Audit and risks committee
Since April 23, 2020, the Audit and risks committee has four members: Ms. Cécile Cabanis, Chairperson, Mr. Willy Kissling, Ms. Jill Lee and Ms. Fleur Pellerin. Three out of four members, including its Chair, are independent, i.e. 75%. Mr. Pierre Lévêque, Director of Internal Audit, is the secretary of the Audit and risks committee.
The committee meets at the initiative of its Chairperson or at the request of the Chairman and CEO. At least five meetings are held during the year.
The committee may invite any person it wishes to hear to its meetings. The statutory auditors attend meetings at which financial statements are reviewed and, depending on the agenda, all or some of the other meetings. It may also require the CEO to provide any documents it deems to be useful. It may also commission studies from external consultants.
A cornerstone of the Group’s internal control system, the Audit and risks committee is responsible for preparing the work of the Board of directors, making recommendations to the Board and issuing opinions on financial, extra-financial, accounting and risk management issues. Accordingly, it:
- prepares for the annual and interim financial statements to be approved by the Board and, more particularly:
- checks the relevancy and consistency of the accounting methods used for drawing up consolidated and corporate accounts, as well as checking that significant transactions at the Group level have been dealt with appropriately and that rules relating to the scope of consolidation have been complied with,
- analyses the scope of consolidation, risks, including those of a social and environmental nature, and off-balance sheet commitments as well as the financial position and the cash position,
- examines the process for drawing up financial and extra-financial information;
- reviews the draft annual report, which is also the registration document which contains information on internal control, and receives comments from the AMF thereon, if any; also reviews the draft reports on the interim financial statements and other main financial documents;
- makes recommendations concerning the appointment or re-appointment of the statutory auditors;
- handles follow-up on legal control of annual and consolidated accounts made by statutory auditors, including by examining the external audit plan and results of controls made by statutory auditors;
- verifies the auditors’ independence, in particular by reviewing fees paid by the Group to their firm and network and by giving prior approval for assignments that, strictly speaking, fall outside the scope of the auditing of the financial statements;
- monitors the efficiency of internal control and risk management systems. For this purpose, it:
- reviews the organization and resources used for internal audit, as well as its annual work schedule, and receives a quarterly summary report on the findings of the audits carried out,
- reviews the mapping of risks related to the company’s business and its year-on-year evolution, and ensures procedures are implemented to prevent and reduce them,
- reviews risk mitigation and coverage optimization,
- reviews the rollout of the Group’s internal control system and acknowledges the outcome of entities’ self-assessment regarding internal control. It ensures procedures are implemented to identify and handle anomalies,
- ascertains the existence of Group compliance policies notably concerning competition, anti-bribery, ethics and data protection and the measures implemented to ensure that these policies are circulated and applied.

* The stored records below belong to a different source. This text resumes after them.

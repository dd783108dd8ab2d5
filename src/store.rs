//! In-memory trip store.

use std::collections::HashMap;
use std::sync::Mutex;

use crate::error::StoreError;
use crate::model::{Stop, TripId, TripMeta};
use crate::traits::TripStore;

#[derive(Debug, Clone, Default)]
struct TripRecord {
    stops: Vec<Stop>,
    meta: TripMeta,
}

/// A [`TripStore`] kept in process memory.
///
/// Metadata merges happen under a single lock, so concurrent writers never
/// drop each other's keys.
#[derive(Debug, Default)]
pub struct InMemoryTripStore {
    trips: Mutex<HashMap<TripId, TripRecord>>,
}

impl InMemoryTripStore {
    pub fn new() -> Self {
        Self::default()
    }

    /// Create or replace a trip's stops, keeping its metadata.
    pub fn put_stops(&self, trip_id: TripId, stops: Vec<Stop>) -> Result<(), StoreError> {
        let mut trips = self.lock()?;
        trips.entry(trip_id).or_default().stops = stops;
        Ok(())
    }

    /// Replace a single stop by id, or append it if the trip lacks it.
    pub fn upsert_stop(&self, trip_id: TripId, stop: Stop) -> Result<(), StoreError> {
        let mut trips = self.lock()?;
        let record = trips
            .get_mut(&trip_id)
            .ok_or(StoreError::TripNotFound(trip_id))?;
        match record.stops.iter_mut().find(|existing| existing.id == stop.id) {
            Some(existing) => *existing = stop,
            None => record.stops.push(stop),
        }
        Ok(())
    }

    fn lock(&self) -> Result<std::sync::MutexGuard<'_, HashMap<TripId, TripRecord>>, StoreError> {
        self.trips
            .lock()
            .map_err(|err| StoreError::Unavailable(err.to_string()))
    }
}

impl TripStore for InMemoryTripStore {
    fn stops_for_trip(&self, trip_id: TripId) -> Result<Vec<Stop>, StoreError> {
        self.lock()?
            .get(&trip_id)
            .map(|record| record.stops.clone())
            .ok_or(StoreError::TripNotFound(trip_id))
    }

    fn trip_meta(&self, trip_id: TripId) -> Result<TripMeta, StoreError> {
        self.lock()?
            .get(&trip_id)
            .map(|record| record.meta.clone())
            .ok_or(StoreError::TripNotFound(trip_id))
    }

    fn merge_trip_meta(&self, trip_id: TripId, patch: TripMeta) -> Result<(), StoreError> {
        let mut trips = self.lock()?;
        let record = trips
            .get_mut(&trip_id)
            .ok_or(StoreError::TripNotFound(trip_id))?;
        record.meta.extend(patch);
        Ok(())
    }
}
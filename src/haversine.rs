//! Great-circle distance between coordinates.
//!
//! Straight-line distance ignores roads, but it is always available and
//! good enough to rank nearby delivery stops.

use crate::model::{Coordinate, Stop};

/// Earth radius in kilometers.
const EARTH_RADIUS_KM: f64 = 6371.0;

/// Haversine distance between two points in kilometers.
///
/// NaN or out-of-range input yields an unspecified result; callers validate
/// coordinates first.
pub fn distance_km(lat1: f64, lng1: f64, lat2: f64, lng2: f64) -> f64 {
    let lat1_rad = lat1.to_radians();
    let lat2_rad = lat2.to_radians();
    let delta_lat = (lat2 - lat1).to_radians();
    let delta_lng = (lng2 - lng1).to_radians();

    let a = (delta_lat / 2.0).sin().powi(2)
        + lat1_rad.cos() * lat2_rad.cos() * (delta_lng / 2.0).sin().powi(2);
    let c = 2.0 * a.sqrt().asin();

    EARTH_RADIUS_KM * c
}

/// Distance between two coordinates in kilometers.
pub fn between(from: Coordinate, to: Coordinate) -> f64 {
    distance_km(from.lat, from.lng, to.lat, to.lng)
}

/// Total length of a route that starts at `origin` and visits `stops` in order.
pub fn route_length_km<'a>(origin: Coordinate, stops: impl IntoIterator<Item = &'a Stop>) -> f64 {
    let mut current = origin;
    let mut total = 0.0;
    for stop in stops {
        total += between(current, stop.location);
        current = stop.location;
    }
    total
}
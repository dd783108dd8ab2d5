//! Trip route optimizer.
//!
//! Orders a trip's stops by trying the reasoning service first and falling
//! back to nearest-neighbor, memoizes the result per stop-set fingerprint,
//! and records telemetry in the trip's metadata.

use std::collections::{HashMap, HashSet};
use std::sync::Arc;
use std::time::{Duration, Instant};

use rayon::prelude::*;
use serde_json::json;
use tracing::{debug, info, warn};

use crate::ai::{self, AiOrderingOutcome, AiRequestOptions};
use crate::cache::{self, Lookup, OptimizationCache};
use crate::clock::{SystemClock, unix_seconds};
use crate::error::OptimizeError;
use crate::fingerprint::fingerprint;
use crate::haversine;
use crate::model::{Method, OptimizationResult, Stop, StopId, Trip, TripId, TripMeta};
use crate::nearest_neighbor;
use crate::traits::{CacheStore, Clock, ReasoningClient, TripStore};

#[derive(Debug, Clone)]
pub struct OptimizerConfig {
    /// Lifetime of a memoized order.
    pub cache_ttl: Duration,
    /// Completion length limit for the reasoning service.
    pub ai_max_tokens: u32,
    /// Sampling temperature for the reasoning service.
    pub ai_temperature: f32,
    /// Below this many stops the reasoning service is not consulted.
    pub min_stops_for_ai: usize,
}

impl Default for OptimizerConfig {
    fn default() -> Self {
        Self {
            cache_ttl: cache::DEFAULT_TTL,
            ai_max_tokens: 1000,
            ai_temperature: 0.2,
            min_stops_for_ai: 2,
        }
    }
}

/// Details of a single optimize call.
#[derive(Debug, Clone, PartialEq)]
pub struct Optimization {
    pub result: OptimizationResult,
    pub fingerprint: String,
    pub lookup: Lookup,
    /// Wall-clock time of this call, cache lookup included.
    pub elapsed: Duration,
    pub distance_km: f64,
}

pub struct RouteOptimizer<S, C> {
    store: S,
    cache: OptimizationCache<C>,
    reasoner: Option<Box<dyn ReasoningClient>>,
    clock: Arc<dyn Clock>,
    config: OptimizerConfig,
}

impl<S, C> RouteOptimizer<S, C>
where
    S: TripStore,
    C: CacheStore,
{
    /// Build an optimizer. Pass `None` as `reasoner` to disable AI ordering.
    pub fn new(
        store: S,
        cache_store: C,
        reasoner: Option<Box<dyn ReasoningClient>>,
        config: OptimizerConfig,
    ) -> Self {
        Self {
            store,
            cache: OptimizationCache::new(cache_store, config.cache_ttl),
            reasoner,
            clock: Arc::new(SystemClock),
            config,
        }
    }

    /// Use `clock` for the optimization timestamp written to trip metadata.
    pub fn with_clock(mut self, clock: Arc<dyn Clock>) -> Self {
        self.clock = clock;
        self
    }

    pub fn store(&self) -> &S {
        &self.store
    }

    pub fn config(&self) -> &OptimizerConfig {
        &self.config
    }

    pub fn ai_enabled(&self) -> bool {
        self.reasoner.is_some()
    }

    /// Compute the visiting order for `trip` as a list of stop ids.
    pub fn optimize(&self, trip: &Trip) -> Result<Vec<StopId>, OptimizeError> {
        Ok(self.optimize_detailed(trip)?.result.order)
    }

    /// Like [`optimize`](Self::optimize), returning the stops themselves.
    pub fn optimize_stops(&self, trip: &Trip) -> Result<Vec<Stop>, OptimizeError> {
        let (optimization, stops) = self.run(trip)?;
        let mut by_id: HashMap<StopId, Stop> =
            stops.into_iter().map(|stop| (stop.id, stop)).collect();
        Ok(optimization
            .result
            .order
            .iter()
            .filter_map(|id| by_id.remove(id))
            .collect())
    }

    /// Compute the visiting order and report how it was obtained.
    pub fn optimize_detailed(&self, trip: &Trip) -> Result<Optimization, OptimizeError> {
        self.run(trip).map(|(optimization, _)| optimization)
    }

    /// Optimize independent trips in parallel. Results keep the input order.
    pub fn optimize_many(
        &self,
        trips: &[Trip],
    ) -> Vec<(TripId, Result<Vec<StopId>, OptimizeError>)> {
        trips
            .par_iter()
            .map(|trip| (trip.id, self.optimize(trip)))
            .collect()
    }

    fn run(&self, trip: &Trip) -> Result<(Optimization, Vec<Stop>), OptimizeError> {
        let started = Instant::now();

        trip.origin
            .validate()
            .map_err(|reason| OptimizeError::InvalidOrigin { reason })?;
        let stops = self.store.stops_for_trip(trip.id)?;
        validate_stops(&stops)?;

        let fingerprint = fingerprint(&stops);
        let (result, lookup) = self
            .cache
            .get_or_compute(trip.id, &fingerprint, || self.compute(trip, &stops));
        let elapsed = started.elapsed();

        let distance_km = route_distance(trip, &stops, &result.order);
        let optimization = Optimization {
            result,
            fingerprint,
            lookup,
            elapsed,
            distance_km,
        };

        let cache_hit = lookup == Lookup::Hit;
        info!(
            trip_id = %trip.id,
            method = %optimization.result.method,
            stops = stops.len(),
            cache_hit,
            elapsed_ms = elapsed.as_millis() as u64,
            "trip route optimized"
        );

        self.record(trip.id, &optimization, stops.len());
        Ok((optimization, stops))
    }

    fn compute(&self, trip: &Trip, stops: &[Stop]) -> OptimizationResult {
        match self.ai_outcome(trip, stops) {
            Some(AiOrderingOutcome::Accepted(order)) => {
                return OptimizationResult {
                    order,
                    method: Method::Ai,
                };
            }
            Some(AiOrderingOutcome::Rejected(reason)) => {
                debug!(trip_id = %trip.id, %reason, "falling back to nearest-neighbor");
            }
            Some(AiOrderingOutcome::Unavailable(reason)) => {
                debug!(trip_id = %trip.id, %reason, "falling back to nearest-neighbor");
            }
            None => {}
        }

        OptimizationResult {
            order: nearest_neighbor::order(trip.origin, stops),
            method: Method::Heuristic,
        }
    }

    fn ai_outcome(&self, trip: &Trip, stops: &[Stop]) -> Option<AiOrderingOutcome> {
        let client = self.reasoner.as_deref()?;
        if stops.len() < self.config.min_stops_for_ai {
            debug!(
                trip_id = %trip.id,
                stops = stops.len(),
                "skipping AI ordering for trivial trip"
            );
            return None;
        }

        let options = AiRequestOptions {
            max_tokens: self.config.ai_max_tokens,
            temperature: self.config.ai_temperature,
        };
        Some(ai::propose_order(client, trip.origin, stops, options))
    }

    fn record(&self, trip_id: TripId, optimization: &Optimization, stop_count: usize) {
        let mut patch = TripMeta::new();
        patch.insert(
            "route_optimized_at".to_string(),
            json!(unix_seconds(self.clock.now())),
        );
        patch.insert("method".to_string(), json!(optimization.result.method));
        patch.insert(
            "time_ms".to_string(),
            json!(optimization.elapsed.as_millis() as u64),
        );
        patch.insert("locations_count".to_string(), json!(stop_count));
        patch.insert("fingerprint".to_string(), json!(optimization.fingerprint));
        patch.insert(
            "distance_km".to_string(),
            json!((optimization.distance_km * 1000.0).round() / 1000.0),
        );
        patch.insert(
            "cache_hit".to_string(),
            json!(optimization.lookup == Lookup::Hit),
        );

        if let Err(err) = self.store.merge_trip_meta(trip_id, patch) {
            warn!(%trip_id, error = %err, "failed to record route optimization metadata");
        }
    }
}

fn validate_stops(stops: &[Stop]) -> Result<(), OptimizeError> {
    let mut seen = HashSet::with_capacity(stops.len());
    for stop in stops {
        stop.location
            .validate()
            .map_err(|reason| OptimizeError::InvalidStop {
                stop_id: stop.id,
                reason,
            })?;
        if !seen.insert(stop.id) {
            return Err(OptimizeError::DuplicateStop(stop.id));
        }
    }
    Ok(())
}

fn route_distance(trip: &Trip, stops: &[Stop], order: &[StopId]) -> f64 {
    let by_id: HashMap<StopId, &Stop> = stops.iter().map(|stop| (stop.id, stop)).collect();
    haversine::route_length_km(trip.origin, order.iter().filter_map(|id| by_id.get(id).copied()))
}

#[cfg(test)]
mod tests {
    use super::*;
    use crate::cache::InMemoryCache;
    use crate::store::InMemoryTripStore;

    fn optimizer() -> RouteOptimizer<InMemoryTripStore, InMemoryCache> {
        RouteOptimizer::new(
            InMemoryTripStore::new(),
            InMemoryCache::new(Arc::new(SystemClock)),
            None,
            OptimizerConfig::default(),
        )
    }

    #[test]
    fn test_default_config() {
        let config = OptimizerConfig::default();
        assert_eq!(config.cache_ttl, Duration::from_secs(600));
        assert!((config.ai_temperature - 0.2).abs() < f32::EPSILON);
        assert_eq!(config.min_stops_for_ai, 2);
    }

    #[test]
    fn test_validate_stops_rejects_bad_data() {
        let nan = vec![Stop::new(1, f64::NAN, 39.0, 0)];
        assert!(matches!(
            validate_stops(&nan),
            Err(OptimizeError::InvalidStop { stop_id: StopId(1), .. })
        ));

        let duplicate = vec![Stop::new(1, 0.0, 1.0, 0), Stop::new(1, 0.0, 2.0, 0)];
        assert!(matches!(
            validate_stops(&duplicate),
            Err(OptimizeError::DuplicateStop(StopId(1)))
        ));
    }

    #[test]
    fn test_route_distance_follows_order() {
        let trip = Trip::new(1, 0.0, 0.0);
        let stops = vec![Stop::new(1, 0.0, 1.0, 0), Stop::new(2, 0.0, 2.0, 0)];
        let straight = route_distance(&trip, &stops, &[StopId(1), StopId(2)]);
        let zigzag = route_distance(&trip, &stops, &[StopId(2), StopId(1)]);
        assert!(straight < zigzag);
    }

    #[test]
    fn test_unknown_trip_is_a_store_error() {
        let optimizer = optimizer();
        assert!(matches!(
            optimizer.optimize(&Trip::new(99, 0.0, 0.0)),
            Err(OptimizeError::Store(_))
        ));
    }

    #[test]
    fn test_invalid_origin() {
        let optimizer = optimizer();
        optimizer.store().put_stops(TripId(1), Vec::new()).unwrap();
        assert!(matches!(
            optimizer.optimize(&Trip::new(1, 95.0, 0.0)),
            Err(OptimizeError::InvalidOrigin { .. })
        ));
    }
}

The Audit and risks committee examines proposals for distribution as well as the amount of financial authorizations submitted for approval at Annual Shareholders’ Meetings.
The Audit and risks committee reviews all financial and accounting issues and those related to risk management submitted to it by the Board of directors.
The Audit and risks committee presents the findings of its works and how they contribute to the integrity of the financial and extra-financial information. It informs the Board of the follow-up actions that it proposes to take. The Chairperson of the Audit committee keeps the Chairman and the Vice-chairman independent lead director promptly informed of any difficulties encountered.